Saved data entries
+++++

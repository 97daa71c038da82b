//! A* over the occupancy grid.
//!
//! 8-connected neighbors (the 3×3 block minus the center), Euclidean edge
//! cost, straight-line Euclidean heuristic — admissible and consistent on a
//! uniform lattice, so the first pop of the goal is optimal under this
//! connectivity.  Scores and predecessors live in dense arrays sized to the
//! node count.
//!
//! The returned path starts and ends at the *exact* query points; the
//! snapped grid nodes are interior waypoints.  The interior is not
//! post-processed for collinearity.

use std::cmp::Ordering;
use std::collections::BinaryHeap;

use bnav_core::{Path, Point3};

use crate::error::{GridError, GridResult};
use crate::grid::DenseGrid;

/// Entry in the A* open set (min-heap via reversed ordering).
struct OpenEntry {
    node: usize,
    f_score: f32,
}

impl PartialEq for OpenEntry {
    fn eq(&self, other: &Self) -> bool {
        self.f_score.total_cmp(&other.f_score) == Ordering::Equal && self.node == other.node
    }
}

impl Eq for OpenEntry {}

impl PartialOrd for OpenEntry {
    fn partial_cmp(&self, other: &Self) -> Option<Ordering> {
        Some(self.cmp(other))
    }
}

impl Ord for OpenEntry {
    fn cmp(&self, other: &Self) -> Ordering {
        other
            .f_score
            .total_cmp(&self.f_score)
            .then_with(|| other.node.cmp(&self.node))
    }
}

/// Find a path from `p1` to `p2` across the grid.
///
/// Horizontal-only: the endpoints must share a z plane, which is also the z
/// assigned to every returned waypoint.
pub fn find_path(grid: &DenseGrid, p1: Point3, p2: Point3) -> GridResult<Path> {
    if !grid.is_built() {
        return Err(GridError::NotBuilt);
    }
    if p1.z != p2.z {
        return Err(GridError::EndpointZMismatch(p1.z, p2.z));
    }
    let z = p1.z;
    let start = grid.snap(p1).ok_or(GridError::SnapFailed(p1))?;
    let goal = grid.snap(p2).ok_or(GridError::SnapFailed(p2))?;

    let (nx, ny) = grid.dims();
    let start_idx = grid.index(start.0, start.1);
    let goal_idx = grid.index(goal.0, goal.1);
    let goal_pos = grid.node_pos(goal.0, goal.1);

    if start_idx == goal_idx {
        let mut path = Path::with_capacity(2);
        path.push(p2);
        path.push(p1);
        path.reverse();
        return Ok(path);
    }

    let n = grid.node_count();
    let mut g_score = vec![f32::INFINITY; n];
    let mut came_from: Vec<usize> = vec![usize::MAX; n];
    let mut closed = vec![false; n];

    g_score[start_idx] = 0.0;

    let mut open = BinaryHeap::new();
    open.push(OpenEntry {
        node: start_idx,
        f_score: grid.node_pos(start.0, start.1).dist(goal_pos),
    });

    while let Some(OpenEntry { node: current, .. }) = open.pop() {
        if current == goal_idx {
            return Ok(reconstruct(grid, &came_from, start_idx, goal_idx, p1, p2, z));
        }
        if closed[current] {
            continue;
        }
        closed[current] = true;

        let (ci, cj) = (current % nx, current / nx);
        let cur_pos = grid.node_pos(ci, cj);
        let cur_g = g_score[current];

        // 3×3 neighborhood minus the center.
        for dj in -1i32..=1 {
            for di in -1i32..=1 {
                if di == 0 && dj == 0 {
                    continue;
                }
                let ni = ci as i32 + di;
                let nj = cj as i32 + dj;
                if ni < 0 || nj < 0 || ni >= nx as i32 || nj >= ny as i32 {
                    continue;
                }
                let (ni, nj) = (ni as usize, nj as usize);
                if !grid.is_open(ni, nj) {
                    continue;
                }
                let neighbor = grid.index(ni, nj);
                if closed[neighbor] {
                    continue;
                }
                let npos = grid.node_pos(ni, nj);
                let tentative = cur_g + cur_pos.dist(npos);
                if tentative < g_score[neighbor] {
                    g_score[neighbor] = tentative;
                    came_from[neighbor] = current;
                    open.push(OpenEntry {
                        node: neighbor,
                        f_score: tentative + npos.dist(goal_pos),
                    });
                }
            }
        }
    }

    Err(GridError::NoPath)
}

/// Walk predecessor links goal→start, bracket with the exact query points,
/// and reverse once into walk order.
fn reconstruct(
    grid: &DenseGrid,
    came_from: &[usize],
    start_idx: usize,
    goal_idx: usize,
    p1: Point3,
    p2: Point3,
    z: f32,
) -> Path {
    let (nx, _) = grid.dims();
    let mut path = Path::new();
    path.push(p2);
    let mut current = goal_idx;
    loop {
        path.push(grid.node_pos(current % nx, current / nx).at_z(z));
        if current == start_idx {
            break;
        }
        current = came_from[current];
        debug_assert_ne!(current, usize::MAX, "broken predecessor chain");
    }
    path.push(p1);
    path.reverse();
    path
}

+++++

**Your objective**
Check every line of the data above for the string "crate", and copy those that have it.

**Exercise result**
use crate::error::{GridError, GridResult};
use crate::grid::DenseGrid;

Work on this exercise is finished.